TO DO: Repeat word for word, please, only the lines of the material from the one containing "of a group." through its final line, both ends included.

◆ ◆ ◆

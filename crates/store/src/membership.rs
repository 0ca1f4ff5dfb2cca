use std::collections::HashMap;
use std::sync::RwLock;

use fairshare_core::GroupId;
use fairshare_groups::GroupRoster;

use crate::error::StoreError;

/// Supplies the current ordered member list of a group.
///
/// The engine receives membership through this trait on every call; it never
/// caches a roster across calls, so joins and leaves take effect on the next
/// read.
pub trait MembershipSource {
    fn roster(&self, group: GroupId) -> Result<GroupRoster, StoreError>;
}

/// In-memory membership source.
///
/// Intended for tests/dev. Not optimized for performance.
#[derive(Debug, Default)]
pub struct InMemoryMembershipSource {
    rosters: RwLock<HashMap<GroupId, GroupRoster>>,
}

impl InMemoryMembershipSource {
    pub fn new() -> Self {
        Self::default()
    }

    /// Install or replace a group's roster.
    pub fn put_roster(&self, roster: GroupRoster) -> Result<(), StoreError> {
        let mut rosters = self
            .rosters
            .write()
            .map_err(|_| StoreError::Storage("lock poisoned".to_string()))?;
        rosters.insert(roster.group_id(), roster);
        Ok(())
    }
}

impl MembershipSource for InMemoryMembershipSource {
    fn roster(&self, group: GroupId) -> Result<GroupRoster, StoreError> {
        let rosters = self
            .rosters
            .read()
            .map_err(|_| StoreError::Storage("lock poisoned".to_string()))?;
        rosters
            .get(&group)
            .cloned()
            .ok_or(StoreError::GroupNotFound(group))
    }
}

◆ ◆ ◆

RESPONSE:
/// Supplies the current ordered member list of a group.
///
/// The engine receives membership through this trait on every call; it never
/// caches a roster across calls, so joins and leaves take effect on the next
/// read.
pub trait MembershipSource {
    fn roster(&self, group: GroupId) -> Result<GroupRoster, StoreError>;
}

/// In-memory membership source.
///
/// Intended for tests/dev. Not optimized for performance.
#[derive(Debug, Default)]
pub struct InMemoryMembershipSource {
    rosters: RwLock<HashMap<GroupId, GroupRoster>>,
}

impl InMemoryMembershipSource {
    pub fn new() -> Self {
        Self::default()
    }

    /// Install or replace a group's roster.
    pub fn put_roster(&self, roster: GroupRoster) -> Result<(), StoreError> {
        let mut rosters = self
            .rosters
            .write()
            .map_err(|_| StoreError::Storage("lock poisoned".to_string()))?;
        rosters.insert(roster.group_id(), roster);
        Ok(())
    }
}

impl MembershipSource for InMemoryMembershipSource {
    fn roster(&self, group: GroupId) -> Result<GroupRoster, StoreError> {
        let rosters = self
            .rosters
            .read()
            .map_err(|_| StoreError::Storage("lock poisoned".to_string()))?;
        rosters
            .get(&group)
            .cloned()
            .ok_or(StoreError::GroupNotFound(group))
    }
}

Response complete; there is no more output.